Lemon Button Cookies
Makes about 3 dozen cookies
These simple, lemon cookies need no embellishment. They are a good accompaniment to fresh fruit, ice cream and sorbet.
Sandwich them with jam or pastry cream for a fancy presentation and a new look. Meyer lemons, a cross between lemons and oranges, provide a more intense flavor. If they are unavailable, use lemon and orange juice.
4 tablespoons butter at room temperature, plus more for buttering baking sheets
¾ cup sugar
2 large eggs
2 tablespoons freshly squeezed Meyer lemon juice, or 1 tablespoon each fresh lemon and orange juice
11/2 cups unbleached all-purpose flour
1 teaspoon baking powder
¼ teaspoon salt
Grated zest of 1 large lemon, or 1 teaspoon grated lemon zest and 1 teaspoon grated orange zest
1. Preheat the oven to 350°F. Lightly butter two baking sheets or line them with parchment paper. Set aside.
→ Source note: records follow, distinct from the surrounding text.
//! Identifier formatting for generated TypeScript.
//!
//! Manifest names are arbitrary strings; everything emitted as code goes
//! through one of the helpers here so that output is always a legal
//! identifier, property key or string literal.

use std::collections::HashSet;

/// Words that cannot be used verbatim as declaration names.
pub const RESERVED_WORDS: &[&str] = &[
    "break",
    "case",
    "catch",
    "class",
    "const",
    "continue",
    "debugger",
    "default",
    "delete",
    "do",
    "else",
    "enum",
    "export",
    "extends",
    "false",
    "finally",
    "for",
    "function",
    "if",
    "import",
    "in",
    "instanceof",
    "new",
    "null",
    "return",
    "super",
    "switch",
    "this",
    "throw",
    "true",
    "try",
    "typeof",
    "var",
    "void",
    "while",
    "with",
    "as",
    "implements",
    "interface",
    "let",
    "package",
    "private",
    "protected",
    "public",
    "static",
    "yield",
    "any",
    "await",
    "boolean",
    "constructor",
    "declare",
    "module",
    "number",
    "string",
    "symbol",
    "type",
    "keyof",
    "namespace",
    "abstract",
    "never",
    "object",
    "unknown",
    "bigint",
    "undefined",
];

/// Turns a raw name into a legal identifier.
///
/// Characters outside `[A-Za-z0-9_$]` become `_`, a leading digit gets a `_`
/// prefix and reserved words get a `_` suffix.
pub fn format_identifier(raw: &str) -> String {
    let mut out: String = raw
        .chars()
        .map(|ch| if is_ident_char(ch) { ch } else { '_' })
        .collect();

    if out.is_empty() {
        return "_".to_string();
    }

    if out.starts_with(|ch: char| ch.is_ascii_digit()) {
        out.insert(0, '_');
    }

    if is_reserved_word(&out) {
        out.push('_');
    }

    out
}

/// Object-literal / interface key: bare when possible, quoted otherwise.
pub fn format_property_name(raw: &str) -> String {
    if is_valid_identifier(raw) {
        raw.to_string()
    } else {
        format!("\"{}\"", escape_string(raw, '"'))
    }
}

/// Member access expression for a key: `.name` or `["odd key"]`.
pub fn property_access(raw: &str) -> String {
    if is_valid_identifier(raw) {
        format!(".{raw}")
    } else {
        format!("[\"{}\"]", escape_string(raw, '"'))
    }
}

/// Single-quoted string literal.
pub fn string_literal(raw: &str) -> String {
    format!("'{}'", escape_string(raw, '\''))
}

/// `set_user_name` -> `SetUserName`. Characters after the first of each
/// word are kept as written.
pub fn to_type_case(raw: &str) -> String {
    raw.split('_')
        .filter(|word| !word.is_empty())
        .map(capitalize)
        .collect()
}

/// `set_user_name` -> `setUserName`.
pub fn to_member_case(raw: &str) -> String {
    let type_case = to_type_case(raw);
    let mut chars = type_case.chars();
    match chars.next() {
        Some(first) => first.to_lowercase().chain(chars).collect(),
        None => String::new(),
    }
}

/// Derives a client class name from a file path.
///
/// Directories and the last extension are dropped; the stem is split on
/// non-alphanumeric characters and each word capitalized. Words of one or two
/// characters are fully upper-cased (`kv_store.wasm` -> `KVStoreClient`).
///
/// ```
/// use abi_codegen::ident::derive_client_name_from_path;
///
/// assert_eq!(derive_client_name_from_path("kv_store.wasm"), "KVStoreClient");
/// assert_eq!(derive_client_name_from_path("abi-conformance.wasm"), "AbiConformanceClient");
/// assert_eq!(derive_client_name_from_path(""), "Client");
/// assert_eq!(derive_client_name_from_path("a"), "AClient");
/// ```
pub fn derive_client_name_from_path(path: &str) -> String {
    let file_name = path.rsplit(['/', '\\']).next().unwrap_or_default();
    let stem = match file_name.rfind('.') {
        Some(index) if index > 0 => &file_name[..index],
        _ => file_name,
    };

    let mut name: String = stem
        .split(|ch: char| !ch.is_ascii_alphanumeric())
        .filter(|word| !word.is_empty())
        .map(|word| {
            if word.chars().count() <= 2 {
                word.to_ascii_uppercase()
            } else {
                capitalize(word)
            }
        })
        .collect();

    if name.starts_with(|ch: char| ch.is_ascii_digit()) {
        name.insert_str(0, "Abi");
    }

    name.push_str("Client");
    name
}

/// Returns `base`, or `base2`, `base3`, ... if already taken.
pub fn unique_identifier(base: &str, used: &mut HashSet<String>) -> String {
    if used.insert(base.to_string()) {
        return base.to_string();
    }

    let mut idx = 2usize;
    loop {
        let candidate = format!("{base}{idx}");
        if used.insert(candidate.clone()) {
            return candidate;
        }
        idx += 1;
    }
}

/// True for a non-reserved `[A-Za-z_$][A-Za-z0-9_$]*`.
pub fn is_valid_identifier(text: &str) -> bool {
    let mut chars = text.chars();
    let Some(first) = chars.next() else {
        return false;
    };

    if !(first == '_' || first == '$' || first.is_ascii_alphabetic()) {
        return false;
    }

    chars.all(is_ident_char) && !is_reserved_word(text)
}

pub fn is_reserved_word(text: &str) -> bool {
    RESERVED_WORDS.contains(&text)
}

fn is_ident_char(ch: char) -> bool {
    ch == '_' || ch == '$' || ch.is_ascii_alphanumeric()
}

fn capitalize(word: &str) -> String {
    let mut chars = word.chars();
    match chars.next() {
        Some(first) => first.to_uppercase().chain(chars).collect(),
        None => String::new(),
    }
}

fn escape_string(raw: &str, quote: char) -> String {
    let mut out = String::with_capacity(raw.len());
    for ch in raw.chars() {
        match ch {
            '\\' => out.push_str("\\\\"),
            '\n' => out.push_str("\\n"),
            '\r' => out.push_str("\\r"),
            '\t' => out.push_str("\\t"),
            c if c == quote => {
                out.push('\\');
                out.push(c);
            }
            c => out.push(c),
        }
    }
    out
}

#[cfg(test)]
mod tests {
    use std::collections::HashSet;

    use super::*;

    #[test]
    fn derives_client_names_from_paths() {
        assert_eq!(derive_client_name_from_path("kv_store.wasm"), "KVStoreClient");
        assert_eq!(derive_client_name_from_path("/tmp/kv_store.wasm"), "KVStoreClient");
        assert_eq!(
            derive_client_name_from_path("abi-conformance.wasm"),
            "AbiConformanceClient"
        );
        assert_eq!(derive_client_name_from_path("abi-conformance"), "AbiConformanceClient");
        assert_eq!(derive_client_name_from_path(""), "Client");
        assert_eq!(derive_client_name_from_path("a"), "AClient");
        assert_eq!(derive_client_name_from_path("ab"), "ABClient");
        assert_eq!(derive_client_name_from_path("abc"), "AbcClient");
        assert_eq!(derive_client_name_from_path("C:\\apps\\kv_store.wasm"), "KVStoreClient");
        assert_eq!(derive_client_name_from_path("dir/"), "Client");
        assert_eq!(derive_client_name_from_path("2fa.wasm"), "Abi2faClient");
    }

    #[test]
    fn casing_splits_on_underscores() {
        assert_eq!(to_type_case("set_user_name"), "SetUserName");
        assert_eq!(to_type_case("__may__fail"), "MayFail");
        assert_eq!(to_type_case("getHTTP"), "GetHTTP");
        assert_eq!(to_member_case("set_user_name"), "setUserName");
        assert_eq!(to_member_case("Ping"), "ping");
        assert_eq!(to_member_case(""), "");
    }

    #[test]
    fn identifiers_avoid_reserved_words_and_digits() {
        assert_eq!(format_identifier("delete"), "delete_");
        assert_eq!(format_identifier("9lives"), "_9lives");
        assert_eq!(format_identifier("user-id"), "user_id");
        assert_eq!(format_identifier(""), "_");
        assert_eq!(format_identifier("Person"), "Person");
    }

    #[test]
    fn property_names_quote_only_when_needed() {
        assert_eq!(format_property_name("name"), "name");
        assert_eq!(format_property_name("default"), "\"default\"");
        assert_eq!(format_property_name("x-y"), "\"x-y\"");
        assert_eq!(property_access("name"), ".name");
        assert_eq!(property_access("a\"b"), "[\"a\\\"b\"]");
    }

    #[test]
    fn string_literals_escape_quotes() {
        assert_eq!(string_literal("it's"), "'it\\'s'");
        assert_eq!(string_literal("a\\b"), "'a\\\\b'");
    }

    #[test]
    fn unique_identifier_appends_counter() {
        let mut used = HashSet::new();
        assert_eq!(unique_identifier("Foo", &mut used), "Foo");
        assert_eq!(unique_identifier("Foo", &mut used), "Foo2");
        assert_eq!(unique_identifier("Foo", &mut used), "Foo3");
        assert_eq!(unique_identifier("Bar", &mut used), "Bar");
    }
}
2. In a bowl, beat the butter and sugar together until smooth. Add the eggs, one at a time, and beat until the mixture is light-colored and thick. Don’t rush this process. The eggs should have lots of air beat into them. Beat in the lemon juice (or lemon and orange juice).
3. Combine the flour, baking powder and salt. Sprinkle one-third of the flour mixture over the egg mixture and fold in with a rubber spatula. Gradually fold in the remaining flour and then the zest.
4. Drop the batter by teaspoonfuls on the baking sheets, spacing the cookies about 1 inch apart. Bake the cookies for about 15 minutes, or until the edges just begin to brown. The cookies should remain pale looking. Let cool on the baking sheets before transferring them to a cooling rack.